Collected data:
==================================================

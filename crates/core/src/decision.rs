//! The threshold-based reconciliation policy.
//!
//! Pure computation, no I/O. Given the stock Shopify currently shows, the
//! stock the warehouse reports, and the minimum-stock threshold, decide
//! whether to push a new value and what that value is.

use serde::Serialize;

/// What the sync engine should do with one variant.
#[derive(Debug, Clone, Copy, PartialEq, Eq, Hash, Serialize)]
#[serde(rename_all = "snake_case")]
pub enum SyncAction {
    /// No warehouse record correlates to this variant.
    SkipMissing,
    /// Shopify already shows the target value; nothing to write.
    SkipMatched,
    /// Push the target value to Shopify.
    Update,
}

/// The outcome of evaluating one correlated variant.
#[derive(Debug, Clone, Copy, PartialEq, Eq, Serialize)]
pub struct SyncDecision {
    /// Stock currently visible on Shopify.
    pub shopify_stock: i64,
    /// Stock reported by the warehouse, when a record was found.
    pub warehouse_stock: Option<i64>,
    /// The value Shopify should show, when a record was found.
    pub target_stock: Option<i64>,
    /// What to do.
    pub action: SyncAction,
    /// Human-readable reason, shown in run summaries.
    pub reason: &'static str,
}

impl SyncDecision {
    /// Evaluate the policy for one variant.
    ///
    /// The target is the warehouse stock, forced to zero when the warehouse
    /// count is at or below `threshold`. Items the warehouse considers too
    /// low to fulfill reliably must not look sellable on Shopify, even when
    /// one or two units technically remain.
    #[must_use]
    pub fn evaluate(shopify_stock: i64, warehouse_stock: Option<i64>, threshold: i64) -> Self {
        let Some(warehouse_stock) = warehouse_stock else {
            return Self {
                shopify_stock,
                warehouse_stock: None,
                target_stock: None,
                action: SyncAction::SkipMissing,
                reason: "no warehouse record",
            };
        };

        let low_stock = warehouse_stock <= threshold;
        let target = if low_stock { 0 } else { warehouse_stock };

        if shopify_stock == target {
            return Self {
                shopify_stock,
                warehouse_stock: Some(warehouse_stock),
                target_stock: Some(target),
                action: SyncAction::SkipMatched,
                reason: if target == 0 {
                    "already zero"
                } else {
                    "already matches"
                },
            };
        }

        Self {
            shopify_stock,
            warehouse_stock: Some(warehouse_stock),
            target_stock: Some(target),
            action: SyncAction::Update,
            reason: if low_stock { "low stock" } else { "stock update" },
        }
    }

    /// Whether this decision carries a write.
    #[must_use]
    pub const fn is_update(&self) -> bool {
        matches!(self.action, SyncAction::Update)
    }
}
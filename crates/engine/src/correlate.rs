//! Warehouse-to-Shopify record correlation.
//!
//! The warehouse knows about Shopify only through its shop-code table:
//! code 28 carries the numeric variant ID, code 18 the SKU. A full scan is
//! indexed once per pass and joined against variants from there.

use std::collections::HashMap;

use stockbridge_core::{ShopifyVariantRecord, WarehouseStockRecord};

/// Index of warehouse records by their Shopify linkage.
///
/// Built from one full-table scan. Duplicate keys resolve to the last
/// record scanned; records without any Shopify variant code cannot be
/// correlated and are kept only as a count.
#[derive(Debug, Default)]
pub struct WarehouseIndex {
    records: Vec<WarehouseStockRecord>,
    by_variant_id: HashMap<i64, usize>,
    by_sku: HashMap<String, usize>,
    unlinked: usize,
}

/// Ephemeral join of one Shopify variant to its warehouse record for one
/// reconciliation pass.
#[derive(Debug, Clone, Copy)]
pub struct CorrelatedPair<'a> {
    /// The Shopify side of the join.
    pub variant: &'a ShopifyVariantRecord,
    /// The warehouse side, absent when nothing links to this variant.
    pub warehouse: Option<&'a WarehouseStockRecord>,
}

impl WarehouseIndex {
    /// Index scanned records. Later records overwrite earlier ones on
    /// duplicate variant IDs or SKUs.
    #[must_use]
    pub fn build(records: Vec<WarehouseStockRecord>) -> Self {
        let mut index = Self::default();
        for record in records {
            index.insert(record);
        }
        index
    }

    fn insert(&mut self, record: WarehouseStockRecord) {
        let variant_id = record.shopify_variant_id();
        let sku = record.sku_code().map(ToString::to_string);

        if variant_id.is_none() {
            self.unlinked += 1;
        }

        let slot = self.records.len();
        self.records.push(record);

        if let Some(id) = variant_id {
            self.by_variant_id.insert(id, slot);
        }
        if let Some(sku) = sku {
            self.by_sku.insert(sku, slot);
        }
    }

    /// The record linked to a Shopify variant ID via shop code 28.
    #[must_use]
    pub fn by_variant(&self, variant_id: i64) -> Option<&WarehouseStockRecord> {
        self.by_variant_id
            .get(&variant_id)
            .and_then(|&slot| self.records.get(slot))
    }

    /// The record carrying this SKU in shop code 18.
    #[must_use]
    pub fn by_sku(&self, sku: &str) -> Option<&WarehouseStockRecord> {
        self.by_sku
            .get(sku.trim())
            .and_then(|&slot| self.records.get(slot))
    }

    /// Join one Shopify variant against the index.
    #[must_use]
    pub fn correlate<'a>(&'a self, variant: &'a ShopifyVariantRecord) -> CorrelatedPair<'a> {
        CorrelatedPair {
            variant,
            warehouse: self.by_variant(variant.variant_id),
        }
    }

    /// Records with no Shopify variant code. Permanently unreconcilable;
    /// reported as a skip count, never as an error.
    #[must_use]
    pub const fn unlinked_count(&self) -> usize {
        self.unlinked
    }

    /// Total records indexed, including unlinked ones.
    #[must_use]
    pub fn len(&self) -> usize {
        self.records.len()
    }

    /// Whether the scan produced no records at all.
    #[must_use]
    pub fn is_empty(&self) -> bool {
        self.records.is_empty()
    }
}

==================================================

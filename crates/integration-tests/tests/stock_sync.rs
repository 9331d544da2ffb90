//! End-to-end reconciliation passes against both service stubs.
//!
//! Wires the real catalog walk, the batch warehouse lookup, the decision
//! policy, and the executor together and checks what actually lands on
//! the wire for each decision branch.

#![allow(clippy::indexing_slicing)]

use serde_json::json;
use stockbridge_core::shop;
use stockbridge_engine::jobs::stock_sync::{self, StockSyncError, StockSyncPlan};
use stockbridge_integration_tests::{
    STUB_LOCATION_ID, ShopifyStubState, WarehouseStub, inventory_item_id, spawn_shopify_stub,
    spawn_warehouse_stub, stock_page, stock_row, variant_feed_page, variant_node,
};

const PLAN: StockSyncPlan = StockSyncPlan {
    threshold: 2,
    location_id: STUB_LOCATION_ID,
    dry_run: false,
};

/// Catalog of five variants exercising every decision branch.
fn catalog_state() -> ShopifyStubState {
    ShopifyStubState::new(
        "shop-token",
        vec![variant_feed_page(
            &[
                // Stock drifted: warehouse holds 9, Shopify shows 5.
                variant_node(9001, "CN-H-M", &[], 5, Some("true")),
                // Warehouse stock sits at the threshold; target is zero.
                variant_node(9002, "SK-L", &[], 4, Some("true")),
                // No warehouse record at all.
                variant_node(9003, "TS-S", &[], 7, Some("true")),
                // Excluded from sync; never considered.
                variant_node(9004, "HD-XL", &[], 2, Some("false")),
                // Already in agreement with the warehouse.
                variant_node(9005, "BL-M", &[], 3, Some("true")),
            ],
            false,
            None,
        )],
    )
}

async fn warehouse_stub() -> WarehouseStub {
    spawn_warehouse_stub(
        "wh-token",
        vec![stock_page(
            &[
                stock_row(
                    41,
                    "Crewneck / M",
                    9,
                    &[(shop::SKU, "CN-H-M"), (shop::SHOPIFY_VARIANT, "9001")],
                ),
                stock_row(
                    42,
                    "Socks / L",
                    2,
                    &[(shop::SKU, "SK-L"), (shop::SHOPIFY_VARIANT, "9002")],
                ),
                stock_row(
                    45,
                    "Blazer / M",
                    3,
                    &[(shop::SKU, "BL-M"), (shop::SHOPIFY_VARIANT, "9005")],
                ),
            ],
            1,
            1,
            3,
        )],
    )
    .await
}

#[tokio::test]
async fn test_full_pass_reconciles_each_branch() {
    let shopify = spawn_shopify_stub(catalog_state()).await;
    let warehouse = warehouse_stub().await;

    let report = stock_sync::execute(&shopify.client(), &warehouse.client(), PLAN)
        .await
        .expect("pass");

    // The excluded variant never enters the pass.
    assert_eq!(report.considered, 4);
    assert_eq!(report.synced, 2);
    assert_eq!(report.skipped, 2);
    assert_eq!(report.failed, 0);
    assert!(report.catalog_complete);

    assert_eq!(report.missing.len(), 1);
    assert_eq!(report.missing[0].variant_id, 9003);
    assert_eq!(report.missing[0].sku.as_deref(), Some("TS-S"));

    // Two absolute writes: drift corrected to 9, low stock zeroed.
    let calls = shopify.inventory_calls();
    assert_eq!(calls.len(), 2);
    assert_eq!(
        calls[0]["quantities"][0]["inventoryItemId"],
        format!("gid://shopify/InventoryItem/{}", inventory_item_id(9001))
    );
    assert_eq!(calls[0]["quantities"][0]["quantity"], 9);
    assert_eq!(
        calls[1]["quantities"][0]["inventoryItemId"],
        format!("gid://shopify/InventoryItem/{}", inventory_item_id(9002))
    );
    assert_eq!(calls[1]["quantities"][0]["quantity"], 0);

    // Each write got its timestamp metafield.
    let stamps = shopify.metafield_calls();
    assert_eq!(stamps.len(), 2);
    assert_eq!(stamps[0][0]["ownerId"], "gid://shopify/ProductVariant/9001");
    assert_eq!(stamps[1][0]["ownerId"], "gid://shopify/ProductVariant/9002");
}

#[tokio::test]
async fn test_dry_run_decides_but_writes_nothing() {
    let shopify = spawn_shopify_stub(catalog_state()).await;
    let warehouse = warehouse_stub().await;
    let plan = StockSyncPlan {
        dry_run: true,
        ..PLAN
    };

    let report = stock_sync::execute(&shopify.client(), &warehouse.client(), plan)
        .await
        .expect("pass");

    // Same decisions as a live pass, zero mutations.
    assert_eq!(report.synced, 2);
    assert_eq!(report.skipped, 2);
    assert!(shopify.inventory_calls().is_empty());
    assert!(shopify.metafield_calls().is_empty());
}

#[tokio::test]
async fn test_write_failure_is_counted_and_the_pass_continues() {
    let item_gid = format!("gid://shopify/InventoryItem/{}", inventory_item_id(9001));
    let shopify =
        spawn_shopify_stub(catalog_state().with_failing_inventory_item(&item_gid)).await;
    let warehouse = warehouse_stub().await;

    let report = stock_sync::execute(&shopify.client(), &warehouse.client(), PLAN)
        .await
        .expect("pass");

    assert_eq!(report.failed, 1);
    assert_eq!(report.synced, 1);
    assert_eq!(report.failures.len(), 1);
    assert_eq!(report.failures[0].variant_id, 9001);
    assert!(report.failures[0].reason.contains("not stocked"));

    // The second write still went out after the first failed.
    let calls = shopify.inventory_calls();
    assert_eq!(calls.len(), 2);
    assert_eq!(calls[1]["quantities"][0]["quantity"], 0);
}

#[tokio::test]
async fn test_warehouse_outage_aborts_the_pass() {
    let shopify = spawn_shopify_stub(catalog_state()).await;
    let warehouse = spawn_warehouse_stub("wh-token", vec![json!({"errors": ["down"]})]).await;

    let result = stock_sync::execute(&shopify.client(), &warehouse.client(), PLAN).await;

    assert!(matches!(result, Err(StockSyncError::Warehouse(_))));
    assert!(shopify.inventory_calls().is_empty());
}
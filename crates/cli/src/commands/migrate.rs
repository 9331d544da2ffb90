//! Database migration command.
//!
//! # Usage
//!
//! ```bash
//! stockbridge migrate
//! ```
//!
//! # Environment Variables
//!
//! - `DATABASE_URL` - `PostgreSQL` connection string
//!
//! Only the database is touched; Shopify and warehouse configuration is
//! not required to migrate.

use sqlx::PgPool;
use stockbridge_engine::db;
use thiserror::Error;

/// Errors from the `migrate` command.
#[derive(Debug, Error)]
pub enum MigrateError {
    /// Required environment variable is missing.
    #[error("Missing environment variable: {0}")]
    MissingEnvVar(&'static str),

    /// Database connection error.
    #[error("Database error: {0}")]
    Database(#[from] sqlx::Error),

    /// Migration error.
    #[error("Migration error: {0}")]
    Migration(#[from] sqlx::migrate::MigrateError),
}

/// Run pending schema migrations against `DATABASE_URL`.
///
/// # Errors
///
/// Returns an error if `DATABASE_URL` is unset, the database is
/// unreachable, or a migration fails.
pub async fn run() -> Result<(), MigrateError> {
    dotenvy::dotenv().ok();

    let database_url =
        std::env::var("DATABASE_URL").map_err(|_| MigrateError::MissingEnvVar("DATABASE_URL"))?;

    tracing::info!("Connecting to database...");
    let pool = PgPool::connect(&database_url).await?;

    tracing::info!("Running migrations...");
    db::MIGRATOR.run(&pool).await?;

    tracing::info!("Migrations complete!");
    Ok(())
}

==================================================

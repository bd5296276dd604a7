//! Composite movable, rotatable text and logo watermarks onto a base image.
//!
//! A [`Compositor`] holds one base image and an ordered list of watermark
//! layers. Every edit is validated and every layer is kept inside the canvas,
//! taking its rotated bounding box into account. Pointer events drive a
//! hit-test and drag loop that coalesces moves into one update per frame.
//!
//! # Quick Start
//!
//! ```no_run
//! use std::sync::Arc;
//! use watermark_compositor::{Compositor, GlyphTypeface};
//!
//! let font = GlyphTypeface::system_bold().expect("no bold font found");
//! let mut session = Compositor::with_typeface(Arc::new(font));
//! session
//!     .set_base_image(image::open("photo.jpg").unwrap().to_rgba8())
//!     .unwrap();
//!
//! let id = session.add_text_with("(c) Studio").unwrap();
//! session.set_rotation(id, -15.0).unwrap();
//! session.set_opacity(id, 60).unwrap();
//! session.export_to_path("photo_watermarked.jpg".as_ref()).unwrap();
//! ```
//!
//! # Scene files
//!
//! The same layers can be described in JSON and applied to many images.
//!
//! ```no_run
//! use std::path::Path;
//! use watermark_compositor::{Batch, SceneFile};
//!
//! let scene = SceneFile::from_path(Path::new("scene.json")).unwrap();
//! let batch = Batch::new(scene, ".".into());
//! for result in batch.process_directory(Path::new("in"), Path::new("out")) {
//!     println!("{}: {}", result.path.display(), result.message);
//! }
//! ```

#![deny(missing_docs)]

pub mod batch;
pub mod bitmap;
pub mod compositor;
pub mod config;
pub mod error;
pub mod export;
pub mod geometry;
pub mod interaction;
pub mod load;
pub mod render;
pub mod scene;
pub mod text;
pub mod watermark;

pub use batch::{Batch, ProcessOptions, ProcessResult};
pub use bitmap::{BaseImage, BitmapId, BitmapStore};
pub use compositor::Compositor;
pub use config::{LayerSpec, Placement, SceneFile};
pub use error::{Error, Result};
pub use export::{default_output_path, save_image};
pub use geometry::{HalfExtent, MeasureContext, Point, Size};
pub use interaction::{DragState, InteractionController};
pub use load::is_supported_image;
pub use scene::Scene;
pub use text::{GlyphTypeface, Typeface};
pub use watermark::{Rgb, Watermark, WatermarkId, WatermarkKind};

==================================================

Return every line of the entries above that the string "CorrelatedPair" appears in.

Answer below ▸
pub struct CorrelatedPair<'a> {
    pub fn correlate<'a>(&'a self, variant: &'a ShopifyVariantRecord) -> CorrelatedPair<'a> {
        CorrelatedPair {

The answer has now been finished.